The same shortcoming may hold for the inability to include variables that might moderate the perceived discrimination–health link, such as social support, ethnic identity, and coping style. Despite their noninclusion, it is likely that these variables (and others such as mastery, neuroticism, hostility, and optimism) do have a considerable influence on this association between perceived discrimination and health. However, the nature of data presentation in the literature did not allow for the analysis of these relationships. To compensate for this limitation, we summarized studies that examined these three variables in relationship to perceived discrimination and health outcomes and identified patterns instead.
In addition, because of the relatively small number of studies using experimental or longitudinal designs, directional arrows for many of this study’s pathways could not be fully determined. However, studies that have used longitudinal and experimental designs (e.g., T. Brown et al., 2000
; Pavalko et al., 2003
) suggest that the pathways are in the directions suggested by our model.
Finally, it should also be noted that the conclusions we draw from our meta-analysis are based on a disproportionate number of studies that examine race-based discrimination. It may very well be the case that different types of discrimination are related to different outcomes, with some having more detrimental effects than others. As yet, the research in this area has not accounted for potential distinctions among types of discrimination within one research study that would enable a direct comparison of effects.
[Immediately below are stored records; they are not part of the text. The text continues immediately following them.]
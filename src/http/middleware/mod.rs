//! Per-endpoint middleware.
//!
//! # Data Flow
//! ```text
//! Request
//!     → middleware[0] → middleware[1] → ... (declaration order)
//!     → dispatcher
//! ```
//!
//! Any middleware may answer the request itself instead of calling `next`.

pub mod auth;
pub mod cors;
pub mod multipart;
pub mod no_cache;
pub mod properties;

use std::fmt;
use std::future::Future;
use std::sync::Arc;

use axum::{body::Body, http::Request, middleware::Next, response::Response};
use futures_util::future::BoxFuture;

pub use auth::require_bearer;
pub use cors::{cors, CorsOptions};
pub use multipart::{multipart_text, upload_array, upload_single, FormData, UploadedFile, Uploads};
pub use no_cache::no_cache;
pub use properties::{insert_property, RequestProperties};

/// A request-processing step that runs before the endpoint dispatcher.
pub trait Middleware: Send + Sync + 'static {
    fn handle(&self, request: Request<Body>, next: Next) -> BoxFuture<'static, Response>;
}

impl<F, Fut> Middleware for F
where
    F: Fn(Request<Body>, Next) -> Fut + Send + Sync + 'static,
    Fut: Future<Output = Response> + Send + 'static,
{
    fn handle(&self, request: Request<Body>, next: Next) -> BoxFuture<'static, Response> {
        Box::pin(self(request, next))
    }
}

/// Shared, named reference to a middleware.
#[derive(Clone)]
pub struct MiddlewareRef {
    name: Arc<str>,
    inner: Arc<dyn Middleware>,
}

impl MiddlewareRef {
    pub fn new(name: impl Into<String>, middleware: impl Middleware) -> Self {
        Self {
            name: Arc::from(name.into()),
            inner: Arc::new(middleware),
        }
    }

    pub fn name(&self) -> &str {
        &self.name
    }

    pub fn handle(&self, request: Request<Body>, next: Next) -> BoxFuture<'static, Response> {
        self.inner.handle(request, next)
    }
}

impl fmt::Debug for MiddlewareRef {
    fn fmt(&self, f: &mut fmt::Formatter<'_>) -> fmt::Result {
        f.debug_tuple("MiddlewareRef").field(&self.name).finish()
    }
}
//! Axum adapter for materialized routes.
//!
//! # Design Decisions
//! - Registry paths (`:name`) are translated to axum's `{name}` syntax here
//! - The first declared middleware runs first (outermost layer)
//! - Paths axum would refuse are rejected up front with a [`RegistrationError`]:
//!   literals starting with `*` or `:`, a parameter renamed at a position two
//!   routes share, or a second registration of the same method + path.
//!   The first registration wins.

use std::collections::{HashMap, HashSet};

use axum::{
    body::Body,
    http::Request,
    middleware::{self as axum_middleware, Next},
    routing::{on, MethodFilter, MethodRouter},
    Router,
};

use crate::routing::materialize::{HandlerChain, RouteSink};
use crate::routing::model::HttpMethod;
use crate::routing::path;
use crate::routing::registry::RegistrationError;

/// Builds an [`axum::Router`] from materialized routes.
#[derive(Default)]
pub struct AxumRouteSink {
    router: Router,
    seen: HashSet<(HttpMethod, String)>,
    /// Parameter name claimed at each path shape, with the path that claimed it.
    /// Keyed by the segments before the parameter, parameters written as `:`.
    params: HashMap<String, (String, String)>,
}

impl AxumRouteSink {
    pub fn new() -> Self {
        Self::default()
    }

    pub fn into_router(self) -> Router {
        self.router
    }

    /// New `(shape, name)` claims for `path`, or the conflicting route.
    fn claims(&self, path: &str) -> Result<Vec<(String, String)>, RegistrationError> {
        let mut shape = String::new();
        let mut claims = Vec::new();
        for segment in path.split('/').filter(|s| !s.is_empty()) {
            let Some(name) = segment.strip_prefix(':') else {
                shape.push('/');
                shape.push_str(segment);
                continue;
            };
            match self.params.get(&shape) {
                Some((existing, first)) if existing != name => {
                    return Err(RegistrationError::RouteConflict {
                        path: path.to_string(),
                        existing: first.clone(),
                    });
                }
                Some(_) => {}
                None => claims.push((shape.clone(), name.to_string())),
            }
            shape.push_str("/:");
        }
        Ok(claims)
    }
}

fn method_filter(method: HttpMethod) -> MethodFilter {
    match method {
        HttpMethod::Get => MethodFilter::GET,
        HttpMethod::Post => MethodFilter::POST,
        HttpMethod::Put => MethodFilter::PUT,
        HttpMethod::Patch => MethodFilter::PATCH,
        HttpMethod::Delete => MethodFilter::DELETE,
        HttpMethod::Options => MethodFilter::OPTIONS,
    }
}

fn method_router(method: HttpMethod, chain: HandlerChain) -> MethodRouter {
    let dispatcher = chain.dispatcher;
    let mut route = on(method_filter(method), move |request: Request<Body>| {
        let dispatcher = dispatcher.clone();
        async move { dispatcher.dispatch(request).await }
    });

    // Last layer added runs first.
    for middleware in chain.middleware.into_iter().rev() {
        route = route.layer(axum_middleware::from_fn(move |request: Request<Body>, next: Next| {
            let middleware = middleware.clone();
            async move { middleware.handle(request, next).await }
        }));
    }
    route
}

impl RouteSink for AxumRouteSink {
    fn register(&mut self, method: HttpMethod, path: &str, chain: HandlerChain) -> Result<(), RegistrationError> {
        path::check(path).map_err(|reason| RegistrationError::InvalidPath {
            path: path.to_string(),
            reason,
        })?;
        let claims = self.claims(path)?;
        if self.seen.contains(&(method, path.to_string())) {
            return Err(RegistrationError::DuplicateRoute {
                method,
                path: path.to_string(),
            });
        }

        self.seen.insert((method, path.to_string()));
        for (shape, name) in claims {
            self.params.insert(shape, (name, path.to_string()));
        }
        let axum_path = path::to_axum(path);
        let router = std::mem::take(&mut self.router);
        self.router = router.route(&axum_path, method_router(method, chain));
        Ok(())
    }
}
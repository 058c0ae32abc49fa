//! In-memory station store.
//!
//! Loads a JSON seed (`{"stations": [...], "readings": [...]}`) once and
//! answers every query by filtering, sorting and slicing in memory.

use std::collections::HashMap;
use std::path::Path;
use std::sync::atomic::{AtomicBool, Ordering as AtomicOrdering};

use async_trait::async_trait;
use serde::Deserialize;

use crate::store::model::{Reading, Sortable, Station};
use crate::store::{OrderBy, PagedResult, ReadingQuery, StationQuery, StationStore, StoreError};

#[derive(Debug, Default, Deserialize)]
struct Seed {
    #[serde(default)]
    stations: Vec<Station>,
    #[serde(default)]
    readings: Vec<Reading>,
}

#[derive(Debug)]
pub struct MemoryStore {
    stations: Vec<Station>,
    readings: Vec<Reading>,
    /// Station coordinates by code, for area filters on readings.
    locations: HashMap<String, (f64, f64)>,
    available: AtomicBool,
}

impl Default for MemoryStore {
    fn default() -> Self {
        Self::new(Vec::new(), Vec::new())
    }
}

impl MemoryStore {
    pub fn new(stations: Vec<Station>, readings: Vec<Reading>) -> Self {
        let locations = stations
            .iter()
            .map(|s| (s.code.clone(), (s.longitude, s.latitude)))
            .collect();
        Self {
            stations,
            readings,
            locations,
            available: AtomicBool::new(true),
        }
    }

    pub fn from_json(json: &str) -> Result<Self, StoreError> {
        let seed: Seed = serde_json::from_str(json)?;
        Ok(Self::new(seed.stations, seed.readings))
    }

    pub async fn from_seed_file(path: &Path) -> Result<Self, StoreError> {
        let content = tokio::fs::read_to_string(path).await?;
        let store = Self::from_json(&content)?;
        tracing::info!(
            path = %path.display(),
            stations = store.stations.len(),
            readings = store.readings.len(),
            "Loaded seed data"
        );
        Ok(store)
    }

    /// Simulate an outage; every query fails while unavailable.
    pub fn set_available(&self, available: bool) {
        self.available.store(available, AtomicOrdering::SeqCst);
    }

    fn check_available(&self) -> Result<(), StoreError> {
        if self.available.load(AtomicOrdering::SeqCst) {
            Ok(())
        } else {
            Err(StoreError::Unavailable("memory store is offline".to_string()))
        }
    }
}

fn sort_records<T: Sortable>(records: &mut [&T], order: &[OrderBy]) {
    records.sort_by(|a, b| {
        order
            .iter()
            .map(|o| {
                let ord = a.compare_by(b, &o.column);
                if o.descending {
                    ord.reverse()
                } else {
                    ord
                }
            })
            .find(|ord| ord.is_ne())
            .unwrap_or(std::cmp::Ordering::Equal)
    });
}

#[async_trait]
impl StationStore for MemoryStore {
    async fn stations(&self, query: &StationQuery) -> Result<PagedResult<Station>, StoreError> {
        self.check_available()?;

        let mut matched: Vec<&Station> = self
            .stations
            .iter()
            .filter(|s| match query.area {
                None => true,
                Some(area) => area.contains(s.longitude, s.latitude),
            })
            .collect();

        let mut order = query.order.clone();
        order.push(OrderBy::asc("code"));
        sort_records(&mut matched, &order);

        Ok(PagedResult::paginate(
            matched.into_iter().cloned().collect(),
            query.page,
        ))
    }

    async fn station(&self, code: &str) -> Result<Vec<Station>, StoreError> {
        self.check_available()?;
        Ok(self.stations.iter().filter(|s| s.code == code).cloned().collect())
    }

    async fn readings(&self, query: &ReadingQuery) -> Result<PagedResult<Reading>, StoreError> {
        self.check_available()?;

        let mut matched: Vec<&Reading> = self
            .readings
            .iter()
            .filter(|r| r.weather_date >= query.start && r.weather_date <= query.end)
            .filter(|r| !query.dailies_only || r.is_daily())
            .filter(|r| query.stations.is_empty() || query.stations.contains(&r.station_code))
            .filter(|r| match query.area {
                None => true,
                Some(area) => self
                    .locations
                    .get(&r.station_code)
                    .is_some_and(|&(long, lat)| area.contains(long, lat)),
            })
            .collect();

        let mut order = query.order.clone();
        order.push(OrderBy::asc("weather_date"));
        order.push(OrderBy::asc("station_code"));
        sort_records(&mut matched, &order);

        Ok(PagedResult::paginate(
            matched.into_iter().cloned().collect(),
            query.page,
        ))
    }

    async fn ping(&self) -> Result<(), StoreError> {
        self.check_available()
    }
}
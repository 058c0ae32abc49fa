//! HTTP server setup and configuration.
//!
//! # Responsibilities
//! - Wrap the materialized routes with the server-wide middleware stack
//! - Answer unmatched requests with the JSON 404, including a declared path
//!   requested with an undeclared method
//! - Serve on a listener until shutdown is signalled
//!
//! # Layer order (outermost first)
//! ```text
//! SetRequestId → Trace → PropagateRequestId → Timeout → BodyLimit
//!     → security headers → routes | 404 fallback
//! ```

use std::time::Duration;

use axum::{body::Body, http::Request, Router};
use tokio::net::TcpListener;
use tokio::sync::broadcast;
use tower_http::{
    limit::RequestBodyLimitLayer,
    request_id::{PropagateRequestIdLayer, SetRequestIdLayer},
    timeout::TimeoutLayer,
    trace::TraceLayer,
};

use crate::config::AppConfig;
use crate::http::error::not_found;
use crate::http::request::{MakeRequestUuid, RequestIdExt, X_REQUEST_ID};
use crate::security::with_security_headers;

/// HTTP server for the API.
pub struct HttpServer {
    router: Router,
}

impl HttpServer {
    /// Wrap materialized `routes` with the server-wide layers.
    pub fn new(routes: Router, config: &AppConfig) -> Self {
        Self {
            router: Self::build_router(routes, config),
        }
    }

    /// Build the Axum router with all middleware layers.
    #[allow(deprecated)]
    fn build_router(routes: Router, config: &AppConfig) -> Router {
        let mut router = routes.fallback(not_found).method_not_allowed_fallback(not_found);
        if config.security.enable_headers {
            router = with_security_headers(router);
        }

        router
            .layer(RequestBodyLimitLayer::new(config.server.max_body_size))
            .layer(TimeoutLayer::new(Duration::from_secs(config.server.request_timeout_secs)))
            .layer(PropagateRequestIdLayer::new(X_REQUEST_ID))
            .layer(TraceLayer::new_for_http().make_span_with(|request: &Request<Body>| {
                tracing::info_span!(
                    "request",
                    method = %request.method(),
                    uri = %request.uri(),
                    request_id = %request.request_id().unwrap_or("unknown"),
                )
            }))
            .layer(SetRequestIdLayer::new(X_REQUEST_ID, MakeRequestUuid))
    }

    /// The fully layered router, for in-process use.
    pub fn router(&self) -> Router {
        self.router.clone()
    }

    /// Run the server, accepting connections on the given listener until
    /// `shutdown` fires.
    pub async fn run(self, listener: TcpListener, mut shutdown: broadcast::Receiver<()>) -> Result<(), std::io::Error> {
        let addr = listener.local_addr()?;
        tracing::info!(address = %addr, "HTTP server starting");

        axum::serve(listener, self.router)
            .with_graceful_shutdown(async move {
                let _ = shutdown.recv().await;
                tracing::info!("Shutdown signal received");
            })
            .await?;

        tracing::info!("HTTP server stopped");
        Ok(())
    }
}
The effects we found were in the same direction across all outcomes, however, regardless of type of discrimination (gender, sexual, unspecified discrimination, and unfair treatment were the others we examined) providing support for the potential generalizability of these findings beyond racial discrimination. Major et al. (2002)
provided some discussion of this issue in which they review research findings that members of stigmatized groups can exhibit both vulnerability and resilience in response to discrimination depending on a number of internal and contextual factors. As the literature in the field develops, a more comprehensive understanding of potential moderators of this effect is important to pursue. As Major et al. noted, group status may be important to consider, because the experience of discrimination is less likely to be stressful if the target has control over important resources or has the ability to avoid exposure to prejudiced individuals. However, we caution against attempts to make generalizations as to whether one type of discrimination may have more harmful effects than another type; changing contexts, power structures, intensity, duration, social support, and a host of other potential factors make such conclusions highly speculative.
Summary and Conclusions
Overall, the results of this analysis have supported previous researchers’ hypotheses that perceived discrimination may be related to both mental and physical health outcomes. In addition, our analysis provides evidence that this relationship may occur through the mechanisms of stress responses and health behaviors. These relationships remained even when important covariates were included in the analyses. Our synthesis of existing literature also suggests that social support, active coping styles, and group identification were most likely to serve a protective function in these pathways. Our findings refine the knowledge base in this area and guide a more mechanistic research agenda. We clarify some of these long-standing questions in the literature and suggest methodological strategies for how this research is conducted and interpreted in the future.